Artist Tom Everhart at his studio with Surfing with Franz and Willem from Waves of Influence

TOM EVERHART

At Everhart Studio
Abbot Kinney Blvd., Venice


“I’ve been here on Abbot Kinney for 18 years, and it’s been like sitting in a time machine, watching everything around you change,” says artist Tom Everhart. “Even in the past few months, it’s been on such a roll. It’s amazing.” 

As the only fine artist authorized to paint Peanuts comic strip characters, Tom is mostly known for his Charles Schulz-influenced paintings, which decorate the walls of his studio located on bustling Abbot Kinney Boulevard. He discusses Schulz, his upcoming exhibit at Mouche Gallery of Beverly Hills and the constant evolution of his Venice Beach neighborhood after taking me on a tour of his home base.

Tom incorporates media like acrylic paint and varnish on canvas and paper, but he also utilizes raw wood, medium-density fiber panels, plastic cups and polyester pom-pom balls to create the visually stunning Chop Chop Chop, Performance Art and Medal of Free Dumb pieces that line the main showroom of his studio space. While he’s widely known for these brightly colored works, it’s his black-and-white Schulz-influenced pieces from the past 13 years – as well as 15 exclusive new works – that are being featured in Raw: Black and White Works From 1998-2016 at Mouche Gallery from Feb. 27 through March 16.

“There are about 50 different reasons why it’s titled Raw,” he explains. “The moment when it’s black and white on that rack being drawn – that’s raw right there. In that raw state there’s a whole other beauty to it than there is with all the color that’s even sometimes more meaningful because the original approach doesn’t get lost.”

Chop Chop Chop hanging in Everhart Studio
Appreciating the black-and-white rawness of a drawing is something Tom has done since his childhood in Washington, D.C. and San Francisco.

“I always had coloring books, but sometimes I didn’t even color in them. I would just carry the black-and-white pages around because I thought they were strong enough without the crayons,” he shares. “That’s how the black-and-white work happens now. I start everything in black and white, and if I think it stands up strong by itself – which is rare, it happens a few times a year – then I keep it. It’s almost the same as with the coloring books where I felt there were certain things that just didn’t need color.”

In his downstairs workroom, where he normally works on small paper drawings and paintings, a beautiful black-and-white painting on raw wood and a massive plastic-cup sculpture that have been retrieved from other locations for the Mouche Gallery show fill the area. Tom instructs me to look at the sculpture from a certain angle to see how it resembles a piano, and I wonder how much time the artist has spent staring at work of his own as well as others over the course of his life.

“When I was a little kid, I spent a lot of time in art museums. I saw so much art, all these different movements, especially in Washington where my grandparents lived,” he recalls. “There was everything from the oldest of American art to the newest of contemporary art in those museums.”

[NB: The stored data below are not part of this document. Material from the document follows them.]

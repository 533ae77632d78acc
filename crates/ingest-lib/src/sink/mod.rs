//! Persistence sink for ingested records, health history and the call log

mod sqlite;

pub use sqlite::SqliteSink;

use crate::error::Result;
use crate::health::HealthCheckResult;
use crate::models::{CallRecord, DataRecord};
use async_trait::async_trait;
use chrono::{DateTime, Utc};
use serde::{Deserialize, Serialize};
use std::sync::Arc;
use std::time::Duration;
use tokio::time::{interval, MissedTickBehavior};
use tokio_util::sync::CancellationToken;
use tracing::{debug, info, warn};

/// Last write time of one tracked dataset
#[derive(Debug, Clone, PartialEq, Serialize, Deserialize)]
pub struct TableFreshness {
    pub table: String,
    pub last_write: Option<DateTime<Utc>>,
    pub row_count: u64,
}

impl TableFreshness {
    /// Hours elapsed since the last write, `None` when nothing was written
    pub fn hours_since_write(&self, now: DateTime<Utc>) -> Option<f64> {
        self.last_write
            .map(|at| (now - at).num_seconds().max(0) as f64 / 3600.0)
    }
}

/// Connection pool occupancy
#[derive(Debug, Clone, Copy, Default, PartialEq, Eq, Serialize, Deserialize)]
pub struct PoolStats {
    pub size: u32,
    pub idle: u32,
    /// Callers currently queued for a connection
    pub waiting: u32,
}

/// Store the pipeline writes into and the health probes read from
#[async_trait]
pub trait PersistenceSink: Send + Sync {
    /// Insert or overwrite by natural key; applying a record twice is a no-op
    /// apart from the updated timestamp
    async fn upsert(&self, record: &DataRecord) -> Result<()>;

    async fn append_health_result(&self, result: &HealthCheckResult) -> Result<()>;

    async fn append_call_record(&self, record: &CallRecord) -> Result<()>;

    /// Delete call records taken before `older_than`; returns the rows removed
    async fn prune_call_records(&self, older_than: DateTime<Utc>) -> Result<u64>;

    /// Last write per dataset that has rows
    async fn query_freshness(&self) -> Result<Vec<TableFreshness>>;

    /// Failed upstream calls within the last `window_hours`
    async fn query_recent_error_count(&self, window_hours: u32) -> Result<u64>;

    /// Most recent health results, newest first
    async fn recent_health_results(&self, limit: usize) -> Result<Vec<HealthCheckResult>>;

    /// Round-trip a trivial query, returning its latency
    async fn ping(&self) -> Result<Duration>;

    fn pool_stats(&self) -> PoolStats;
}

/// Trim the persisted call log on a fixed cadence until `shutdown` is cancelled
pub async fn run_call_log_pruning(
    sink: Arc<dyn PersistenceSink>,
    every: Duration,
    retention: Duration,
    shutdown: CancellationToken,
) {
    info!(
        interval_secs = every.as_secs(),
        retention_secs = retention.as_secs(),
        "Starting call log pruning"
    );

    let retention = chrono::Duration::from_std(retention).unwrap_or(chrono::Duration::MAX);
    let mut ticker = interval(every);
    ticker.set_missed_tick_behavior(MissedTickBehavior::Delay);

    loop {
        tokio::select! {
            _ = ticker.tick() => {
                let cutoff = Utc::now()
                    .checked_sub_signed(retention)
                    .unwrap_or(DateTime::<Utc>::MIN_UTC);
                match sink.prune_call_records(cutoff).await {
                    Ok(0) => {}
                    Ok(removed) => debug!(removed = removed, "Pruned persisted call log"),
                    Err(e) => warn!(error = %e, "Failed to prune persisted call log"),
                }
            }
            _ = shutdown.cancelled() => {
                info!("Stopping call log pruning");
                break;
            }
        }
    }
}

Young Tom eventually studied art and architecture at Yale University, performance independent study under Earl Hofmann at St. Mary’s College and did post-graduate work at Musée de l’Orangerie in Paris. He began exploring artistic anatomy, doing muscle and skeleton paintings, and as he was finishing school in the early 1980s, the art world was taking a turn.

“At that point in time, most of the art world had declared painting dead for many reasons: conceptualism, minimalism, photography, the list goes on and on of why painting couldn’t go forward anymore because everything had been done. The group of people that I was playing, partying and painting with in East Village refused to believe it. We had conversations constantly about what we could do to save it before it was buried and came up with all these painting constructions that were slightly offensive and completely uncomfortable for most people in the art world. We thought that was the only way to get the art world to take painting back as a living thing was to make them uncomfortable with painting because it would make them stop and look at it,” he remembers. “Keith Haring was doing multiple paintings of penises everywhere, and I did some with him in the subways. There were paintings about racism – all sorts of subject matter. I was heading in the direction of doing a whole body of work of skeletons as religious people.” 

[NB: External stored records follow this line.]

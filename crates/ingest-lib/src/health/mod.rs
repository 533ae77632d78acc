//! Health supervision for the ingestion pipeline
//!
//! This module provides:
//! - Check kinds, verdicts and the aggregate rule
//! - Host resource sampling
//! - The probe set run once per supervision cycle
//! - Per-kind alert suppression
//! - The periodic supervisor tying them together

mod alerter;
mod checks;
mod host;
mod supervisor;

pub use alerter::{
    AlertmanagerAlert, AlertmanagerPayload, Alerter, HealthAlert, DEFAULT_SUPPRESSION_WINDOW,
};
pub use checks::{
    ApiProbe, DatabaseProbe, DataFreshnessProbe, DiskSpaceProbe, ErrorRateProbe, HealthCheckSet,
    HealthProbe, MemoryProbe, RateLimitProbe,
};
pub use host::{DiskUsage, HostMetrics, HostMetricsSource, SysinfoHost};
pub use supervisor::{HealthSupervisor, SupervisorConfig, SupervisorState};

use chrono::{DateTime, Utc};
use serde::{Deserialize, Serialize};
use serde_json::{Map, Value};
use std::fmt;
use std::str::FromStr;

/// The fixed set of probes run every cycle
#[derive(Debug, Clone, Copy, PartialEq, Eq, Hash, Serialize, Deserialize)]
#[serde(rename_all = "snake_case")]
pub enum CheckKind {
    Database,
    Api,
    DiskSpace,
    Memory,
    DataFreshness,
    RateLimit,
    ErrorRate,
}

impl CheckKind {
    pub const ALL: [CheckKind; 7] = [
        CheckKind::Database,
        CheckKind::Api,
        CheckKind::DiskSpace,
        CheckKind::Memory,
        CheckKind::DataFreshness,
        CheckKind::RateLimit,
        CheckKind::ErrorRate,
    ];

    pub fn as_str(&self) -> &'static str {
        match self {
            CheckKind::Database => "database",
            CheckKind::Api => "api",
            CheckKind::DiskSpace => "disk_space",
            CheckKind::Memory => "memory",
            CheckKind::DataFreshness => "data_freshness",
            CheckKind::RateLimit => "rate_limit",
            CheckKind::ErrorRate => "error_rate",
        }
    }
}

impl fmt::Display for CheckKind {
    fn fmt(&self, f: &mut fmt::Formatter<'_>) -> fmt::Result {
        f.write_str(self.as_str())
    }
}

impl FromStr for CheckKind {
    type Err = String;

    fn from_str(s: &str) -> Result<Self, Self::Err> {
        CheckKind::ALL
            .into_iter()
            .find(|kind| kind.as_str() == s)
            .ok_or_else(|| format!("unknown check kind: {}", s))
    }
}

/// Verdict of a single probe
#[derive(Debug, Clone, Copy, PartialEq, Eq, Serialize, Deserialize)]
#[serde(rename_all = "lowercase")]
pub enum HealthStatus {
    Healthy,
    Warning,
    Critical,
    /// The probe could not run; excluded from the aggregate
    Unknown,
}

impl HealthStatus {
    /// Gauge encoding used by the metrics
    pub fn level(&self) -> i64 {
        match self {
            HealthStatus::Healthy => 0,
            HealthStatus::Warning => 1,
            HealthStatus::Critical => 2,
            HealthStatus::Unknown => 3,
        }
    }

    pub fn as_str(&self) -> &'static str {
        match self {
            HealthStatus::Healthy => "healthy",
            HealthStatus::Warning => "warning",
            HealthStatus::Critical => "critical",
            HealthStatus::Unknown => "unknown",
        }
    }

    /// Grade `value` against ascending warning/critical limits (strictly above)
    pub fn from_thresholds(value: f64, warning: f64, critical: f64) -> Self {
        if value > critical {
            HealthStatus::Critical
        } else if value > warning {
            HealthStatus::Warning
        } else {
            HealthStatus::Healthy
        }
    }
}

impl FromStr for HealthStatus {
    type Err = String;

    fn from_str(s: &str) -> Result<Self, Self::Err> {
        match s {
            "healthy" => Ok(HealthStatus::Healthy),
            "warning" => Ok(HealthStatus::Warning),
            "critical" => Ok(HealthStatus::Critical),
            "unknown" => Ok(HealthStatus::Unknown),
            other => Err(format!("unknown health status: {}", other)),
        }
    }
}

/// Aggregate verdict of one supervision cycle
#[derive(Debug, Clone, Copy, PartialEq, Eq, Serialize, Deserialize)]
#[serde(rename_all = "lowercase")]
pub enum OverallStatus {
    Healthy,
    Warning,
    Critical,
}

impl OverallStatus {
    pub fn level(&self) -> i64 {
        match self {
            OverallStatus::Healthy => 0,
            OverallStatus::Warning => 1,
            OverallStatus::Critical => 2,
        }
    }

    pub fn as_str(&self) -> &'static str {
        match self {
            OverallStatus::Healthy => "healthy",
            OverallStatus::Warning => "warning",
            OverallStatus::Critical => "critical",
        }
    }

    /// Critical if any check is Critical, else Warning if any is Warning.
    /// Unknown results do not contribute.
    pub fn from_checks(checks: &[HealthCheckResult]) -> Self {
        let mut has_warning = false;

        for check in checks {
            match check.status {
                HealthStatus::Critical => return OverallStatus::Critical,
                HealthStatus::Warning => has_warning = true,
                HealthStatus::Healthy | HealthStatus::Unknown => {}
            }
        }

        if has_warning {
            OverallStatus::Warning
        } else {
            OverallStatus::Healthy
        }
    }
}

/// Result of one probe in one cycle
#[derive(Debug, Clone, PartialEq, Serialize, Deserialize)]
pub struct HealthCheckResult {
    pub check: CheckKind,
    pub status: HealthStatus,
    pub message: String,
    #[serde(default)]
    pub details: Map<String, Value>,
    pub latency_ms: u64,
    pub timestamp: DateTime<Utc>,
}

impl HealthCheckResult {
    pub fn new(check: CheckKind, status: HealthStatus, message: impl Into<String>) -> Self {
        Self {
            check,
            status,
            message: message.into(),
            details: Map::new(),
            latency_ms: 0,
            timestamp: Utc::now(),
        }
    }

    /// A probe that could not produce a verdict
    pub fn unknown(check: CheckKind, error: impl fmt::Display) -> Self {
        let error = error.to_string();
        Self::new(check, HealthStatus::Unknown, format!("Check failed: {}", error))
            .with_detail("error", error)
    }

    pub fn with_detail(mut self, key: &str, value: impl Into<Value>) -> Self {
        self.details.insert(key.to_string(), value.into());
        self
    }

    pub fn with_latency(mut self, latency_ms: u64) -> Self {
        self.latency_ms = latency_ms;
        self
    }
}

/// Latest cycle outcome served to consumers
#[derive(Debug, Clone, PartialEq, Serialize, Deserialize)]
pub struct AggregateHealth {
    pub overall: OverallStatus,
    pub checks: Vec<HealthCheckResult>,
    #[serde(rename = "metrics", skip_serializing_if = "Option::is_none", default)]
    pub host_metrics: Option<HostMetrics>,
    pub checked_at: DateTime<Utc>,
}

impl AggregateHealth {
    pub fn from_checks(checks: Vec<HealthCheckResult>, host_metrics: Option<HostMetrics>) -> Self {
        Self {
            overall: OverallStatus::from_checks(&checks),
            checks,
            host_metrics,
            checked_at: Utc::now(),
        }
    }

    pub fn check(&self, kind: CheckKind) -> Option<&HealthCheckResult> {
        self.checks.iter().find(|c| c.check == kind)
    }
}

/// Warning and critical limits for every probe
#[derive(Debug, Clone)]
pub struct HealthThresholds {
    pub memory_warning_percent: f64,
    pub memory_critical_percent: f64,
    pub disk_warning_percent: f64,
    pub disk_critical_percent: f64,
    pub freshness_warning_hours: f64,
    pub freshness_critical_hours: f64,
    pub rate_limit_warning_percent: f64,
    pub rate_limit_critical_percent: f64,
    pub error_warning_count: u64,
    pub error_critical_count: u64,
    /// Window of the error-rate probe
    pub error_window_hours: u32,
    /// Pool waiters above this make the database probe a Warning
    pub pool_waiting_warning: u32,
}

impl Default for HealthThresholds {
    fn default() -> Self {
        Self {
            memory_warning_percent: 80.0,
            memory_critical_percent: 90.0,
            disk_warning_percent: 80.0,
            disk_critical_percent: 90.0,
            freshness_warning_hours: 24.0,
            freshness_critical_hours: 48.0,
            rate_limit_warning_percent: 70.0,
            rate_limit_critical_percent: 90.0,
            error_warning_count: 5,
            error_critical_count: 10,
            error_window_hours: 1,
            pool_waiting_warning: 5,
        }
    }
}

/// Readiness response
#[derive(Debug, Clone, Serialize, Deserialize)]
pub struct ReadinessResponse {
    pub ready: bool,
    #[serde(skip_serializing_if = "Option::is_none")]
    pub reason: Option<String>,
}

Then Tom met Charles M. Schulz.
The main showroom of Everhart Studio

“I was trying to draw his stuff for a project, and I couldn’t get it. I just didn’t understand the language, the cartooning to it. It was so abbreviated compared to the kind of drawings that I was used to doing that I couldn’t get past it – until I put his drawing in a projector, blew it up on a huge wall and saw the lines as paintbrush strokes. I went, ‘Oh my god, this looks just like the abstract paintings in black and white that I studied in school,’” he says. “I was expecting to meet a cartoonist, but because I got to know him as an artist, I got to know him in a completely different way. How does a cartoon strip get published every single day for 50 years and not have something else to it than just cartoon strip with cute characters? There’s got to be something much deeper in it, and that’s what I saw in his work when I was studying it. 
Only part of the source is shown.